1.      Model Pembelajaran Reasoning and Problem Solving

        Problem solving sendiri memiliki arti sebagai upaya individu atau kelompok untuk menemukan jawaban berdasarkan pengetahuan, pemahaman, keterampilan yang telah dimiliki sebelumnya. Jadi aktivitas problem solving diawali dengan konfrontasi dan berakhir apabila sebuah jawaban telah diperoleh sesuai dengan kondisi masalah yang hendak diselesaikan. Kemampuan pemecahan masalah dapat diwujudkan melalui kemampuan reasoning.

2.      Model Pembelajaran Problem-based Instruction

Problem-based Instruction adalah model pembelajaran yang berlandaskan paham konstruktivistik yang mengakomodasi keterlibatan siswa dalam belajar dan pemecahan masalah autentik.
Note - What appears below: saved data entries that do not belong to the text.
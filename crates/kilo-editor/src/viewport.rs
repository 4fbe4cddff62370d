//! Viewport — the visible window onto the document.
//!
//! The viewport holds the scroll offsets (top row, left render column) and
//! the size of the text area. The text area is the terminal minus two rows:
//! one for the status bar and one for the message bar.
//!
//! Two coordinate systems meet here. The cursor lives in *content* columns
//! (byte offsets into a row), but the screen is laid out in *render* columns,
//! where a tab spans up to [`TAB_STOP`] cells. [`column_to_render`] walks the
//! row from the left every time it is asked; the answer depends on every tab
//! to the left of the cursor, so there is nothing worth caching.

use crate::config::TAB_STOP;

/// Rows the status bar and message bar take from the terminal.
pub const RESERVED_ROWS: usize = 2;

// ---------------------------------------------------------------------------
// Column mapping
// ---------------------------------------------------------------------------

/// Render column of content column `x` in `content`.
///
/// Each ordinary byte advances one column; a tab advances to the next
/// multiple of [`TAB_STOP`]. `x` past the end of the row is treated as the
/// end of the row.
#[must_use]
pub fn column_to_render(content: &[u8], x: usize) -> usize {
    content.iter().take(x).fold(0, |rx, &b| {
        if b == b'\t' {
            rx + (TAB_STOP - rx % TAB_STOP)
        } else {
            rx + 1
        }
    })
}

/// Content column whose render span covers render column `rx`.
///
/// The inverse of [`column_to_render`]: a render column that falls inside a
/// tab's span maps back to the tab itself. Render columns past the end of
/// the row map to the row length.
#[must_use]
pub fn render_to_column(content: &[u8], rx: usize) -> usize {
    let mut cur = 0;
    for (cx, &b) in content.iter().enumerate() {
        if b == b'\t' {
            cur += TAB_STOP - cur % TAB_STOP;
        } else {
            cur += 1;
        }
        if cur > rx {
            return cx;
        }
    }
    content.len()
}

// ---------------------------------------------------------------------------
// Viewport
// ---------------------------------------------------------------------------

/// Scroll offsets plus the size of the text area.
#[derive(Debug, Clone, Copy, PartialEq, Eq)]
pub struct Viewport {
    /// First document row on screen.
    pub row_offset: usize,
    /// First render column on screen.
    pub col_offset: usize,
    /// Text rows on screen.
    pub rows: usize,
    /// Columns on screen.
    pub cols: usize,
}

impl Viewport {
    /// A viewport with a text area of `rows` × `cols`, scrolled to the top.
    #[must_use]
    pub const fn new(rows: usize, cols: usize) -> Self {
        Self {
            row_offset: 0,
            col_offset: 0,
            rows,
            cols,
        }
    }

    /// A viewport for a terminal of `screen_rows` × `screen_cols`, leaving
    /// [`RESERVED_ROWS`] for the bars.
    #[must_use]
    pub const fn for_screen(screen_rows: usize, screen_cols: usize) -> Self {
        Self::new(screen_rows.saturating_sub(RESERVED_ROWS), screen_cols)
    }

    /// Shift the offsets just far enough that `(cy, rx)` is on screen.
    ///
    /// Idempotent: a second call with the same cursor changes nothing.
    pub const fn scroll_to(&mut self, cy: usize, rx: usize) {
        if cy < self.row_offset {
            self.row_offset = cy;
        }
        if self.rows > 0 && cy >= self.row_offset + self.rows {
            self.row_offset = cy + 1 - self.rows;
        }
        if rx < self.col_offset {
            self.col_offset = rx;
        }
        if self.cols > 0 && rx >= self.col_offset + self.cols {
            self.col_offset = rx + 1 - self.cols;
        }
    }

    /// Whether `(cy, rx)` is inside the visible window.
    #[must_use]
    pub const fn contains(&self, cy: usize, rx: usize) -> bool {
        cy >= self.row_offset
            && cy < self.row_offset + self.rows
            && rx >= self.col_offset
            && rx < self.col_offset + self.cols
    }
}

// ---------------------------------------------------------------------------
// Tests
// ---------------------------------------------------------------------------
Tahapan dalam pembelajaran berbasis  Problem-based Instruction adalah siswa diberikan suatu permasalahan, kemudian siswa membuat pertanyaan yang akan menjadi fokus pembelajaran mereka. Tahapan selanjutnya siswa mencari berbagai solusi untuk menyusun hipotesis, kemudian siswa menguji hipotesis yang telah dibuat dan terakhir membuat kesimpulan.[2]

Hal mendasar dalam penerapan model pembelajaran ini adalah siswa atau peserta didik dihadapkan pada permasalah yang harus dapat diselesaikan secara konkret agar dapat belajar bagaimana cara menyelesaikan masalah.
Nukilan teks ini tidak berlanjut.